## TASK ITEM:
Repeat exactly, and only, the lines below starting at the line that contains "fn open_append(path: &Path)" and ending at the line that contains "let mut facts = Vec::new();", inclusive of both.

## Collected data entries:
* * * * * * * * *
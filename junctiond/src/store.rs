//! Signature stores.
//!
//! Workflow facts are append-only; step signatures are one mutable slot per
//! step id. The file-backed stores keep a JSONL log with an in-memory index:
//! writes land in a buffered writer (the write-ahead buffer) and `commit`
//! flushes and fsyncs, so a crash between commits loses at most the
//! uncommitted tail. Ephemeral runs use the in-memory stores instead.

use std::collections::HashMap;
use std::fs::{File, OpenOptions};
use std::io::{BufRead, BufReader, BufWriter, Write};
use std::path::{Path, PathBuf};

use anyhow::{Context, Result};
use chrono::{DateTime, Utc};
use serde::{Deserialize, Serialize};
use serde_json::Value;
use tracing::warn;

/// Entry type of workflow facts surfaced by the placeholder projection.
pub const PLACEHOLDER_ENTRY: &str = "placeholder";

/// Workflow-level facts: append-only, queried by workflow id.
pub trait WorkflowStore: Send {
    fn write(&mut self, workflow_id: &str, entry_type: &str, payload: Value) -> Result<()>;
    fn records(&self, workflow_id: &str) -> Result<Vec<Value>>;
    fn placeholders(&self, workflow_id: &str) -> Result<Vec<Value>>;
    fn clear(&mut self) -> Result<()>;
    fn commit(&mut self) -> Result<()>;
}

/// Step signatures: set/overwrite by step id, point reads by exact key.
pub trait StepStore: Send {
    fn set(&mut self, step_id: &str, signature: Value) -> Result<()>;
    fn get(&self, step_id: &str) -> Result<Option<Value>>;
    fn commit(&mut self) -> Result<()>;
}

#[derive(Serialize, Deserialize, Clone, Debug)]
struct WorkflowFact {
    workflow_id: String,
    entry_type: String,
    ts: DateTime<Utc>,
    payload: Value,
}

#[derive(Serialize, Deserialize, Clone, Debug)]
struct StepFact {
    step_id: String,
    ts: DateTime<Utc>,
    signature: Value,
}

fn open_append(path: &Path) -> Result<BufWriter<File>> {
    if let Some(parent) = path.parent() {
        if !parent.as_os_str().is_empty() {
            std::fs::create_dir_all(parent)?;
        }
    }
    let file = OpenOptions::new()
        .create(true)
        .append(true)
        .open(path)
        .with_context(|| format!("failed to open signature log {}", path.display()))?;
    Ok(BufWriter::new(file))
}

fn replay<T, F>(path: &Path, mut apply: F) -> Result<()>
where
    T: serde::de::DeserializeOwned,
    F: FnMut(T),
{
    if !path.is_file() {
        return Ok(());
    }
    let reader = BufReader::new(
        File::open(path).with_context(|| format!("failed to read signature log {}", path.display()))?,
    );
    for line in reader.lines() {
        let line = line?;
        if line.trim().is_empty() {
            continue;
        }
        match serde_json::from_str::<T>(&line) {
            Ok(fact) => apply(fact),
            Err(err) => warn!(path = %path.display(), "Skipping corrupt signature record: {}", err),
        }
    }
    Ok(())
}

/// Append-only workflow fact log.
pub struct FileWorkflowStore {
    path: PathBuf,
    writer: BufWriter<File>,
    facts: Vec<WorkflowFact>,
}

impl FileWorkflowStore {
    pub fn open(path: impl Into<PathBuf>) -> Result<Self> {
        let path = path.into();
        let mut facts = Vec::new();
        replay::<WorkflowFact, _>(&path, |fact| facts.push(fact))?;
        let writer = open_append(&path)?;
        Ok(Self { path, writer, facts })
    }
}

impl WorkflowStore for FileWorkflowStore {
    fn write(&mut self, workflow_id: &str, entry_type: &str, payload: Value) -> Result<()> {
        let fact = WorkflowFact {
            workflow_id: workflow_id.to_string(),
            entry_type: entry_type.to_string(),
            ts: Utc::now(),
            payload,
        };
        let line = serde_json::to_string(&fact)? + "\n";
        self.writer.write_all(line.as_bytes())?;
        self.facts.push(fact);
        Ok(())
    }

    fn records(&self, workflow_id: &str) -> Result<Vec<Value>> {
        Ok(self
            .facts
            .iter()
            .filter(|fact| fact.workflow_id == workflow_id)
            .map(|fact| fact.payload.clone())
            .collect())
    }

    fn placeholders(&self, workflow_id: &str) -> Result<Vec<Value>> {
        Ok(self
            .facts
            .iter()
            .filter(|fact| fact.workflow_id == workflow_id && fact.entry_type == PLACEHOLDER_ENTRY)
            .map(|fact| fact.payload.clone())
            .collect())
    }

    fn clear(&mut self) -> Result<()> {
        self.writer.flush()?;
        let file = OpenOptions::new()
            .create(true)
            .write(true)
            .truncate(true)
            .open(&self.path)
            .with_context(|| format!("failed to truncate signature log {}", self.path.display()))?;
        self.writer = BufWriter::new(file);
        self.facts.clear();
        Ok(())
    }

    fn commit(&mut self) -> Result<()> {
        self.writer.flush()?;
        self.writer.get_ref().sync_all()?;
        Ok(())
    }
}

/// Step signature log; replay keeps the last write per step id.
pub struct FileStepStore {
    writer: BufWriter<File>,
    index: HashMap<String, Value>,
}

impl FileStepStore {
    pub fn open(path: impl Into<PathBuf>) -> Result<Self> {
        let path = path.into();
        let mut index = HashMap::new();
        replay::<StepFact, _>(&path, |fact| {
            index.insert(fact.step_id, fact.signature);
        })?;
        let writer = open_append(&path)?;
        Ok(Self { writer, index })
    }
}

impl StepStore for FileStepStore {
    fn set(&mut self, step_id: &str, signature: Value) -> Result<()> {
        let fact = StepFact {
            step_id: step_id.to_string(),
            ts: Utc::now(),
            signature,
        };
        let line = serde_json::to_string(&fact)? + "\n";
        self.writer.write_all(line.as_bytes())?;
        self.index.insert(fact.step_id, fact.signature);
        Ok(())
    }

    fn get(&self, step_id: &str) -> Result<Option<Value>> {
        Ok(self.index.get(step_id).cloned())
    }

    fn commit(&mut self) -> Result<()> {
        self.writer.flush()?;
        self.writer.get_ref().sync_all()?;
        Ok(())
    }
}

/// In-memory workflow facts for ephemeral runs.
#[derive(Default)]
pub struct MemoryWorkflowStore {
    facts: Vec<WorkflowFact>,
}

impl WorkflowStore for MemoryWorkflowStore {
    fn write(&mut self, workflow_id: &str, entry_type: &str, payload: Value) -> Result<()> {
        self.facts.push(WorkflowFact {
            workflow_id: workflow_id.to_string(),
            entry_type: entry_type.to_string(),
            ts: Utc::now(),
            payload,
        });
        Ok(())
    }

    fn records(&self, workflow_id: &str) -> Result<Vec<Value>> {
        Ok(self
            .facts
            .iter()
            .filter(|fact| fact.workflow_id == workflow_id)
            .map(|fact| fact.payload.clone())
            .collect())
    }

    fn placeholders(&self, workflow_id: &str) -> Result<Vec<Value>> {
        Ok(self
            .facts
            .iter()
            .filter(|fact| fact.workflow_id == workflow_id && fact.entry_type == PLACEHOLDER_ENTRY)
            .map(|fact| fact.payload.clone())
            .collect())
    }

    fn clear(&mut self) -> Result<()> {
        self.facts.clear();
        Ok(())
    }

    fn commit(&mut self) -> Result<()> {
        Ok(())
    }
}

/// In-memory step signatures for ephemeral runs.
#[derive(Default)]
pub struct MemoryStepStore {
    index: HashMap<String, Value>,
}

impl StepStore for MemoryStepStore {
    fn set(&mut self, step_id: &str, signature: Value) -> Result<()> {
        self.index.insert(step_id.to_string(), signature);
        Ok(())
    }

    fn get(&self, step_id: &str) -> Result<Option<Value>> {
        Ok(self.index.get(step_id).cloned())
    }

    fn commit(&mut self) -> Result<()> {
        Ok(())
    }
}

#[cfg(test)]
mod tests {
    use super::*;
    use serde_json::json;

    #[test]
    fn workflow_log_survives_reopen() -> Result<()> {
        let dir = tempfile::tempdir()?;
        let path = dir.path().join("workflow_facts.jsonl");

        {
            let mut store = FileWorkflowStore::open(&path)?;
            store.write("wf1", "tracked_file", json!({"file": "a.txt"}))?;
            store.write("wf1", PLACEHOLDER_ENTRY, json!({"file": "b.txt"}))?;
            store.write("wf2", "tracked_file", json!({"file": "c.txt"}))?;
            store.commit()?;
        }

        let store = FileWorkflowStore::open(&path)?;
        assert_eq!(store.records("wf1")?.len(), 2);
        assert_eq!(store.placeholders("wf1")?, vec![json!({"file": "b.txt"})]);
        assert!(store.records("wf3")?.is_empty());
        Ok(())
    }

    #[test]
    fn clear_empties_log_and_file() -> Result<()> {
        let dir = tempfile::tempdir()?;
        let path = dir.path().join("workflow_facts.jsonl");

        let mut store = FileWorkflowStore::open(&path)?;
        store.write("wf1", "tracked_file", json!(1))?;
        store.commit()?;
        store.clear()?;
        assert!(store.records("wf1")?.is_empty());

        drop(store);
        let reopened = FileWorkflowStore::open(&path)?;
        assert!(reopened.records("wf1")?.is_empty());
        Ok(())
    }

    #[test]
    fn step_log_keeps_last_write_per_id() -> Result<()> {
        let dir = tempfile::tempdir()?;
        let path = dir.path().join("step_signatures.jsonl");

        {
            let mut store = FileStepStore::open(&path)?;
            store.set("align_1", json!("sig-old"))?;
            store.set("align_1", json!("sig-new"))?;
            store.set("align_2", json!("sig-other"))?;
            store.commit()?;
        }

        let store = FileStepStore::open(&path)?;
        assert_eq!(store.get("align_1")?, Some(json!("sig-new")));
        assert_eq!(store.get("align_2")?, Some(json!("sig-other")));
        assert_eq!(store.get("align_3")?, None);
        Ok(())
    }

    #[test]
    fn memory_stores_behave_like_file_stores() -> Result<()> {
        let mut workflows = MemoryWorkflowStore::default();
        workflows.write("wf1", PLACEHOLDER_ENTRY, json!("p"))?;
        workflows.write("wf1", "record", json!("r"))?;
        assert_eq!(workflows.placeholders("wf1")?, vec![json!("p")]);
        workflows.clear()?;
        assert!(workflows.records("wf1")?.is_empty());

        let mut steps = MemoryStepStore::default();
        steps.set("s", json!("abc"))?;
        steps.commit()?;
        assert_eq!(steps.get("s")?, Some(json!("abc")));
        Ok(())
    }
}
* * * * * * * * *
## SOLUTION TO THIS TASK:
fn open_append(path: &Path) -> Result<BufWriter<File>> {
    if let Some(parent) = path.parent() {
        if !parent.as_os_str().is_empty() {
            std::fs::create_dir_all(parent)?;
        }
    }
    let file = OpenOptions::new()
        .create(true)
        .append(true)
        .open(path)
        .with_context(|| format!("failed to open signature log {}", path.display()))?;
    Ok(BufWriter::new(file))
}

fn replay<T, F>(path: &Path, mut apply: F) -> Result<()>
where
    T: serde::de::DeserializeOwned,
    F: FnMut(T),
{
    if !path.is_file() {
        return Ok(());
    }
    let reader = BufReader::new(
        File::open(path).with_context(|| format!("failed to read signature log {}", path.display()))?,
    );
    for line in reader.lines() {
        let line = line?;
        if line.trim().is_empty() {
            continue;
        }
        match serde_json::from_str::<T>(&line) {
            Ok(fact) => apply(fact),
            Err(err) => warn!(path = %path.display(), "Skipping corrupt signature record: {}", err),
        }
    }
    Ok(())
}

/// Append-only workflow fact log.
pub struct FileWorkflowStore {
    path: PathBuf,
    writer: BufWriter<File>,
    facts: Vec<WorkflowFact>,
}

impl FileWorkflowStore {
    pub fn open(path: impl Into<PathBuf>) -> Result<Self> {
        let path = path.into();
        let mut facts = Vec::new();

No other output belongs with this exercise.